Coagulation tubes (blue top) are filled with a sodium citrate solution that chelates calcium to act as an anticoagulant. Blood clotting requires calcium. Calcium is added to coagulation tests in the lab in order to promote clot formation. Citrate has a low saturation level and can have its effects reversed by the calcium levels in the clotting reagent, making it an effective anticoagulant for clotting studies.

3. Serum tubes (including those with clot activators and gels)

Clinical chemistry, immunology, protein electrophoresis, serology, microbiology, and toxicology do use serum clot activator tubes. A clot activator, which triggers the coagulation process, is particularly coated on the inner wall of the Serum Clot Activator tube.

4. Heparin tubes (green-topped tubes)

Plasma can be produced using lithium or sodium heparin tubes for biochemical testing. There is also a gel separator option for the heparin tubes. Clinical chemistry and trace mineral testing are included in the range of applications that heparin tubes can be used.

5. EDTA tubes (lavender-topped tubes)

The commonest anticoagulant found in blood collection tubes is EDTA. Both a dry form and a solution are possible. Blood must be collected up to a certain spot on the tube due to the quantity and concentration of EDTA. Dilution of the sample may occur with parameter changes if insufficient blood is obtained.

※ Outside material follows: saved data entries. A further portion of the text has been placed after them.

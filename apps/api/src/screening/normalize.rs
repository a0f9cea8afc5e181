//! Field normalization — turns noisy submission fields into typed values.
//!
//! Nothing here returns an error for malformed content: unparseable salaries
//! become `None`, unparseable dates contribute zero years, and missing fields
//! coerce to empty collections. Only the surrounding handlers reject inputs,
//! and only for shape violations (a non-array upload, a non-JSON body).

use chrono::{Month, NaiveDate, Utc};
use once_cell::sync::Lazy;
use regex::Regex;
use serde_json::Value;

static NON_NUMERIC_RE: Lazy<Regex> = Lazy::new(|| Regex::new(r"[^0-9.]").unwrap());

static YEARS_MENTION_RE: Lazy<Regex> =
    Lazy::new(|| Regex::new(r"(?i)(\d+(?:\.\d+)?)\s*(?:years|yrs|year)").unwrap());

static YEAR_MONTH_RE: Lazy<Regex> = Lazy::new(|| Regex::new(r"^(\d{4})[-/](\d{1,2})$").unwrap());
static MONTH_YEAR_RE: Lazy<Regex> = Lazy::new(|| Regex::new(r"^(\d{1,2})[-/](\d{4})$").unwrap());
static MONTH_NAME_RE: Lazy<Regex> =
    Lazy::new(|| Regex::new(r"^([A-Za-z]{3,9})\.?,?\s+(\d{4})$").unwrap());
static YEAR_ONLY_RE: Lazy<Regex> = Lazy::new(|| Regex::new(r"^\d{4}$").unwrap());

/// Day-precision formats tried in order before the coarser month/year forms.
const DAY_FORMATS: &[&str] = &["%Y-%m-%d", "%Y/%m/%d", "%m/%d/%Y"];

/// Rounds to two decimal places, the precision used for years and scores.
pub(crate) fn round2(value: f64) -> f64 {
    (value * 100.0).round() / 100.0
}

/// Parses a salary value that may be a JSON integer, a real number, or a
/// string carrying currency symbols, commas, or stray letters
/// (`"$117,548"`, `"USD 117,548"`, `117548`). Returns whole USD, truncated.
pub fn parse_salary(value: &Value) -> Option<i64> {
    match value {
        Value::Number(n) => n
            .as_i64()
            .or_else(|| n.as_f64().map(|f| f.trunc() as i64)),
        Value::String(s) => {
            let cleaned = NON_NUMERIC_RE.replace_all(s, "");
            if cleaned.is_empty() {
                return None;
            }
            cleaned
                .parse::<f64>()
                .ok()
                .filter(|f| f.is_finite())
                .map(|f| f.trunc() as i64)
        }
        _ => None,
    }
}

/// Parses a date-like string in any of the forms candidates actually submit:
/// RFC 3339 timestamps, `YYYY-MM-DD`, `YYYY/MM/DD`, `MM/DD/YYYY`, `YYYY-MM`,
/// `MM/YYYY`, `Jan 2020` / `January 2020`, or a bare year. Month-precision
/// forms anchor to the first of the month, a bare year to January 1.
pub fn parse_flexible_date(raw: &str) -> Option<NaiveDate> {
    let trimmed = raw.trim();
    if trimmed.is_empty() {
        return None;
    }

    if let Ok(dt) = chrono::DateTime::parse_from_rfc3339(trimmed) {
        return Some(dt.date_naive());
    }
    for format in ["%Y-%m-%dT%H:%M:%S%.f", "%Y-%m-%d %H:%M:%S%.f"] {
        if let Ok(dt) = chrono::NaiveDateTime::parse_from_str(trimmed, format) {
            return Some(dt.date());
        }
    }
    for format in DAY_FORMATS {
        if let Ok(date) = NaiveDate::parse_from_str(trimmed, format) {
            return Some(date);
        }
    }

    if let Some(caps) = YEAR_MONTH_RE.captures(trimmed) {
        let year: i32 = caps[1].parse().ok()?;
        let month: u32 = caps[2].parse().ok()?;
        return NaiveDate::from_ymd_opt(year, month, 1);
    }
    if let Some(caps) = MONTH_YEAR_RE.captures(trimmed) {
        let month: u32 = caps[1].parse().ok()?;
        let year: i32 = caps[2].parse().ok()?;
        return NaiveDate::from_ymd_opt(year, month, 1);
    }
    if let Some(caps) = MONTH_NAME_RE.captures(trimmed) {
        let month: Month = caps[1].parse().ok()?;
        let year: i32 = caps[2].parse().ok()?;
        return NaiveDate::from_ymd_opt(year, month.number_from_month(), 1);
    }
    if YEAR_ONLY_RE.is_match(trimmed) {
        let year: i32 = trimmed.parse().ok()?;
        return NaiveDate::from_ymd_opt(year, 1, 1);
    }

    None
}

/// Calendar years between two date-like strings, `max(0, round(days/365, 2))`.
/// A missing or empty end means "today"; any parse failure yields 0.0.
pub fn years_between(start: &str, end: Option<&str>) -> f64 {
    years_between_at(start, end, Utc::now().date_naive())
}

fn years_between_at(start: &str, end: Option<&str>, today: NaiveDate) -> f64 {
    let Some(start_date) = parse_flexible_date(start) else {
        return 0.0;
    };
    let end_date = match end.map(str::trim).filter(|s| !s.is_empty()) {
        Some(raw) => match parse_flexible_date(raw) {
            Some(date) => date,
            None => return 0.0,
        },
        None => today,
    };
    let days = (end_date - start_date).num_days();
    round2((days as f64 / 365.0).max(0.0))
}

/// Total experience years across a list of work-experience entries.
///
/// Per entry, in order: a positive span from the date fields (aliases
/// `startDate`/`start`/`from` and `endDate`/`end`/`to`), else a
/// "`N years`" mention in the role name or description, else exactly 1.0 —
/// an entry always contributes something. Empty list yields 0.0.
pub fn extract_experience_years(entries: &[Value]) -> f64 {
    extract_experience_years_at(entries, Utc::now().date_naive())
}

fn extract_experience_years_at(entries: &[Value], today: NaiveDate) -> f64 {
    let total: f64 = entries
        .iter()
        .map(|entry| entry_years_at(entry, today))
        .sum();
    round2(total)
}

fn entry_years_at(entry: &Value, today: NaiveDate) -> f64 {
    let Some(obj) = entry.as_object() else {
        return 1.0;
    };

    let start = first_string(obj, &["startDate", "start", "from"]);
    let end = first_string(obj, &["endDate", "end", "to"]);
    if let Some(start) = start {
        let years = years_between_at(start, end, today);
        if years > 0.0 {
            return years;
        }
    }

    let text = format!(
        "{} {}",
        string_field(obj, "roleName"),
        string_field(obj, "description")
    );
    if let Some(caps) = YEARS_MENTION_RE.captures(&text) {
        if let Ok(years) = caps[1].parse::<f64>() {
            return years;
        }
    }

    1.0
}

fn first_string<'a>(
    obj: &'a serde_json::Map<String, Value>,
    keys: &[&str],
) -> Option<&'a str> {
    keys.iter()
        .filter_map(|key| obj.get(*key).and_then(Value::as_str))
        .map(str::trim)
        .find(|s| !s.is_empty())
}

fn string_field<'a>(obj: &'a serde_json::Map<String, Value>, key: &str) -> &'a str {
    obj.get(key).and_then(Value::as_str).unwrap_or("")
}

/// Coerces a field that may be a JSON list or a comma-delimited string into a
/// list of trimmed, non-empty tokens. Case is preserved; callers that need a
/// comparison form lower-case separately.
pub fn coerce_token_list(value: Option<&Value>) -> Vec<String> {
    match value {
        Some(Value::Array(items)) => items
            .iter()
            .filter_map(Value::as_str)
            .map(str::trim)
            .filter(|s| !s.is_empty())
            .map(String::from)
            .collect(),
        Some(Value::String(s)) => s
            .split(',')
            .map(str::trim)
            .filter(|s| !s.is_empty())
            .map(String::from)
            .collect(),
        _ => Vec::new(),
    }
}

By attracting calcium ions and preventing the blood sample from clotting, EDTA functions as an anticoagulant. For the majority of hematology operations, including determining the complete blood count, making EDTA plasma, collecting whole blood, and obtaining bone marrow samples, EDTA is employed.

It is essential to follow the proper order of draw to ensure accurate test findings and prevent sample contamination. To guarantee the integrity of the blood sample and the reliability of the test results, healthcare personnel should be instructed in the correct order of draw and should consistently adhere to it.

According to international guidelines, blood should be drawn in the following order: blood culture bottle, non-additive tube, coagulation tube, clot activator, serum separator tube, sodium heparin, plasma separator tube, ethylenediaminetetraacetic acid (EDTA), blood tube, and oxalate/fluoride. This is done to prevent cross-contamination between the various additives contained in blood collection tubes.